Annett Louisan unterhält in der Liederhalle mit ihren bekannten Erfolgstiteln. Aber sie überzeugt mit neuen Songs aus fremden Federn. So hat sie noch nicht gehört, wer nur ihre alten Alben kennt.

Stuttgart - Sich ein bisschen neu zu erfinden kann manchmal nicht schaden. Und ab und an zwingt einen das Leben ja quasi dazu, dann kommen so Typen wie „Thorsten Schmidt“ oder ein Lied wie „Das Spiel“, und alles rollt in eine andere Richtung, wie nach dem Zusammenstoß mit einer Billardkugel. Zehn, fast 15 Jahre alt sind solche Songs inzwischen, und natürlich spielt Annett Louisan sie noch immer, die Erfolgsnummern von einst. Aber sie singt sie anders, und sie singt andere dazu. Früher hatte man den Eindruck, die Welt der in Hamburg lebenden Sängerin bestehe nur aus Männern, Müttern und anderen Katastrophen, ihre Musik aus einem kabarettnah inszenierten Mix aus Chanson, Pop und leichter Muse, kalkuliert verführerisch vorgetragen in der Rolle einer femme fatale mit einem Faible für die amour fou.

 

Bei ihrem Konzert in der Liederhalle ist dieses typische „Chanson Louisan“ nun nur noch ein Teil des Ganzen. Eine neue, klangfarbenprächtige Band, ein Album wie „Berlin – Kapstadt – Prag“ mit gecoverten Songs von David Bowie, Tokio Hotel oder Kraftwerk, eine glückliche Ehe inklusive momentaner „Schwangerschaftsdemenz“, wie die gelegentlich sichtbar nervöse Mutter in spe ihre momentanen Befindlichkeitsindifferenzen nennt – und man begegnet einer gewandelten Annett Louisan, die zumindest teilweise der Niedlichkeitsfalle vergangener Jahre entkommen ist. Und der inzwischen das sorgsame Nachempfinden von Gefühlen wichtiger ist als eine adrette Pose oder ein mit Ansage getexteter Kalauer Marke „erst schnappt sie ein und dann schnappt sie nach Luft“.

Wut auf die Perfekten

Im mit 2000 Zuschauern gut gefüllten Beethovensaal, der dank sparsam beleuchteter sowie mit Recamiere und Barhocker ausstaffierter Bühne fast ein wenig Wohnzimmeratmosphäre atmet, zeigt ihre neue Band um Gitarrist Martin Gallop zunächst, wie gut sie sich auf die leisen Töne versteht. Sanft shuffelt sich dieses schottisch-argentinisch-kanadisch-deutsche Quintett durch Piano-Pop, Gypsy-Swing, Walzer und etwas Southern Music und bereitet den Boden für Louisans Reflexionen über die Liebe und das Leben, über weibliche Paradoxien oder die Wut auf die andere, die immer perfekter ist als man selbst („Eve“).

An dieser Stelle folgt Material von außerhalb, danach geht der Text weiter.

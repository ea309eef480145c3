//! End-to-end authentication and dispatch tests for the form router.

use std::sync::atomic::{AtomicUsize, Ordering};
use std::sync::Arc;
use std::time::{SystemTime, UNIX_EPOCH};

use axum::{
    body::Body,
    http::{header, Request, StatusCode},
    Router,
};
use gatehouse_core::{samples::sample_forms, FormDefinition, Submission};
use gatehouse_forms::{
    create_router, AppState, AuthMode, FormRegistry, FormRegistryBuilder, JwtVerifier, SubmitError,
    SubmitHandler, SubmitResult,
};
use jsonwebtoken::{encode, Algorithm, EncodingKey, Header};
use serde_json::{json, Value};
use tower::ServiceExt;

const SIGNER_PRIVATE: &str = include_str!("fixtures/signer.pem");
const SIGNER_PUBLIC: &str = include_str!("fixtures/signer.pub.pem");
const IMPOSTOR_PRIVATE: &str = include_str!("fixtures/impostor.pem");

const AUDIENCE: &str = "https://gateway.example.com";
const ISSUER: &str = "moveworks";

const SUBMIT_URI: &str = "/forms/123456789/submit";

fn now() -> u64 {
    match SystemTime::now().duration_since(UNIX_EPOCH) {
        Ok(d) => d.as_secs(),
        Err(e) => panic!("clock before epoch: {e}"),
    }
}

fn verifier() -> Arc<JwtVerifier> {
    match JwtVerifier::new(SIGNER_PUBLIC, AUDIENCE, ISSUER) {
        Ok(v) => Arc::new(v),
        Err(e) => panic!("fixture key must load: {e}"),
    }
}

fn app_with(registry: FormRegistry) -> Router {
    let state = AppState {
        registry,
        auth: AuthMode::Jwt(verifier()),
    };
    create_router(Arc::new(state))
}

/// The sample catalog with every form routed to clones of `handler`.
fn app_with_handler(handler: impl SubmitHandler + Clone + 'static) -> Router {
    let register = |builder: FormRegistryBuilder, form| builder.register(form, handler.clone());
    let registry = sample_forms()
        .into_iter()
        .try_fold(FormRegistry::builder(), register)
        .map(|builder| builder.build());
    match registry {
        Ok(r) => app_with(r),
        Err(e) => panic!("registry must build: {e}"),
    }
}

fn app() -> Router {
    match FormRegistry::sample() {
        Ok(r) => app_with(r),
        Err(e) => panic!("sample registry must build: {e}"),
    }
}

fn sign_with(pem: &str, claims: &Value) -> String {
    let key = match EncodingKey::from_ed_pem(pem.as_bytes()) {
        Ok(k) => k,
        Err(e) => panic!("fixture signing key must load: {e}"),
    };
    match encode(&Header::new(Algorithm::EdDSA), claims, &key) {
        Ok(t) => t,
        Err(e) => panic!("failed to sign token: {e}"),
    }
}

fn valid_claims() -> Value {
    json!({"sub": "integrator", "aud": AUDIENCE, "iss": ISSUER, "exp": now() + 600})
}

fn valid_token() -> String {
    sign_with(SIGNER_PRIVATE, &valid_claims())
}

fn request(method: &str, uri: &str, token: Option<&str>, body: Option<&str>) -> Request<Body> {
    let mut builder = Request::builder().method(method).uri(uri);
    if let Some(token) = token {
        builder = builder.header(header::AUTHORIZATION, format!("Bearer {token}"));
    }
    let body = match body {
        Some(b) => {
            builder = builder.header(header::CONTENT_TYPE, "application/json");
            Body::from(b.to_owned())
        }
        None => Body::empty(),
    };
    match builder.body(body) {
        Ok(r) => r,
        Err(e) => panic!("failed to build request: {e}"),
    }
}

fn get(uri: &str, token: Option<&str>) -> Request<Body> {
    request("GET", uri, token, None)
}

fn post(uri: &str, token: Option<&str>, body: &str) -> Request<Body> {
    request("POST", uri, token, Some(body))
}

async fn send(app: Router, req: Request<Body>) -> (StatusCode, Value) {
    let resp = match app.oneshot(req).await {
        Ok(r) => r,
        Err(e) => panic!("request failed: {e}"),
    };
    let status = resp.status();
    let bytes = match axum::body::to_bytes(resp.into_body(), 1 << 20).await {
        Ok(b) => b,
        Err(e) => panic!("failed to read body: {e}"),
    };
    match serde_json::from_slice(&bytes) {
        Ok(v) => (status, v),
        Err(e) => panic!("invalid JSON: {e}"),
    }
}

async fn expect_auth_failure(req: Request<Body>, message_prefix: &str) {
    let (status, body) = send(app(), req).await;
    assert_eq!(status, StatusCode::UNAUTHORIZED);
    assert_eq!(body["error"]["code"], "AUTHENTICATION_FAILED");
    let message = body["error"]["message"].as_str().unwrap_or_default();
    assert!(message.starts_with(message_prefix), "got {message}");
}

async fn expect_rejected_token(token: &str) {
    expect_auth_failure(get("/forms", Some(token)), "JWT Verification Failed").await;
}

// ── Authentication ────────────────────────────────────────────────────────────

#[tokio::test]
async fn valid_token_lists_forms() {
    let token = valid_token();
    let (status, body) = send(app(), get("/forms", Some(&token))).await;
    assert_eq!(status, StatusCode::OK);
    assert_eq!(body["results"].as_array().map(Vec::len), Some(1));
}

#[tokio::test]
async fn missing_authorization_is_rejected() {
    expect_auth_failure(get("/forms", None), "Bearer token missing.").await;
}

#[tokio::test]
async fn garbled_token_is_malformed() {
    expect_auth_failure(get("/forms", Some("garbage")), "Bearer token malformed").await;
}

#[tokio::test]
async fn non_ascii_authorization_header_is_malformed() {
    let value = match header::HeaderValue::from_bytes(b"Bearer \xffgarbled") {
        Ok(v) => v,
        Err(e) => panic!("opaque header bytes must be accepted: {e}"),
    };
    let req = Request::get("/forms")
        .header(header::AUTHORIZATION, value)
        .body(Body::empty());
    let req = match req {
        Ok(r) => r,
        Err(e) => panic!("failed to build request: {e}"),
    };
    expect_auth_failure(req, "Bearer token malformed").await;
}

#[tokio::test]
async fn token_signed_by_another_key_fails_verification() {
    expect_rejected_token(&sign_with(IMPOSTOR_PRIVATE, &valid_claims())).await;
}

#[tokio::test]
async fn wrong_audience_or_issuer_fails_verification() {
    let exp = now() + 600;
    let wrong_aud = json!({"aud": "https://elsewhere.example.com", "iss": ISSUER, "exp": exp});
    let wrong_iss = json!({"aud": AUDIENCE, "iss": "someone-else", "exp": exp});
    let no_aud = json!({"iss": ISSUER, "exp": exp});
    for claims in [wrong_aud, wrong_iss, no_aud] {
        expect_rejected_token(&sign_with(SIGNER_PRIVATE, &claims)).await;
    }
}

#[tokio::test]
async fn expired_token_fails_verification() {
    let claims = json!({"aud": AUDIENCE, "iss": ISSUER, "exp": now() - 3600});
    expect_rejected_token(&sign_with(SIGNER_PRIVATE, &claims)).await;
}

#[tokio::test]
async fn hmac_token_is_rejected_before_verification() {
    let secret = EncodingKey::from_secret(SIGNER_PUBLIC.as_bytes());
    let token = match encode(&Header::new(Algorithm::HS256), &valid_claims(), &secret) {
        Ok(t) => t,
        Err(e) => panic!("failed to sign token: {e}"),
    };
    expect_auth_failure(
        get("/forms", Some(&token)),
        "JWT Verification Failed: unsupported algorithm",
    )
    .await;
}

#[tokio::test]
async fn every_form_route_requires_a_token() {
    expect_auth_failure(get("/forms/123456789", None), "Bearer token missing.").await;
    expect_auth_failure(post(SUBMIT_URI, None, "{}"), "Bearer token missing.").await;
}

#[tokio::test]
async fn health_is_public() {
    let (status, _) = send(app(), get("/health", None)).await;
    assert_eq!(status, StatusCode::OK);
}

// ── Dispatch ──────────────────────────────────────────────────────────────────

#[tokio::test]
async fn unknown_form_is_not_found_for_authenticated_callers() {
    let token = valid_token();
    let (status, body) = send(app(), get("/forms/nope", Some(&token))).await;
    assert_eq!(status, StatusCode::NOT_FOUND);
    assert_eq!(body["error"]["message"], "Form ID nope does not exist.");

    let (status, _) = send(app(), post("/forms/nope/submit", Some(&token), "{}")).await;
    assert_eq!(status, StatusCode::NOT_FOUND);
}

#[tokio::test]
async fn submit_invokes_the_forms_handler_exactly_once() {
    let calls = Arc::new(AtomicUsize::new(0));
    let seen = Arc::clone(&calls);
    let handler = move |form: &FormDefinition, submission: &Submission| -> SubmitResult {
        seen.fetch_add(1, Ordering::SeqCst);
        Ok(Some(format!("TKT-{}-{}", form.id, submission.len())))
    };

    let token = valid_token();
    let body = r#"{"requested_for": "alice", "permissions": ["banking_manager"]}"#;
    let req = post(SUBMIT_URI, Some(&token), body);
    let (status, resp) = send(app_with_handler(handler), req).await;
    assert_eq!(status, StatusCode::OK);
    assert_eq!(resp["ticket_id"], "TKT-123456789-2");
    assert_eq!(calls.load(Ordering::SeqCst), 1);
}

#[tokio::test]
async fn failing_handler_reports_submission_failed() {
    let handler = |_: &FormDefinition, _: &Submission| -> SubmitResult {
        Err(SubmitError::new("ticketing system unavailable"))
    };

    let token = valid_token();
    let req = post(SUBMIT_URI, Some(&token), "{}");
    let (status, body) = send(app_with_handler(handler), req).await;
    assert_eq!(status, StatusCode::INTERNAL_SERVER_ERROR);
    assert_eq!(body["error"]["code"], "SUBMISSION_FAILED");
}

Bei all dem weiß man manchmal nicht, welchen Momenten die Melancholie in ihren Liedern eher gehört: den gelebten oder den ungelebten. Neue Töne dann nach dem obligatorischen Liederhallen-Päuschen: Ist das tatsächlich der Rammstein-Hit „Engel“, der Teil zwei eröffnet? Gespielt nicht als sägender Technorock, sondern als schwebender Psychedelic-Pop mit leichtem Pink-Floyd-Flair, das Highlight des Abends. Auch „Bye bye Love“, der Evergreen der Everly Brothers, geht Sängerin und Band mit Leichtigkeit und Spielfreude von der Hand. Udo Jürgens’ „Merci Cherie“? Mais oui: ein leises Chanson ohne ein Wort zu viel – ebenso wie die neue Ballade „Die schönsten Wege sind aus Holz“, mit der diese wohltemperierten 100 Minuten angenehm bedächtig zu Ende gehen.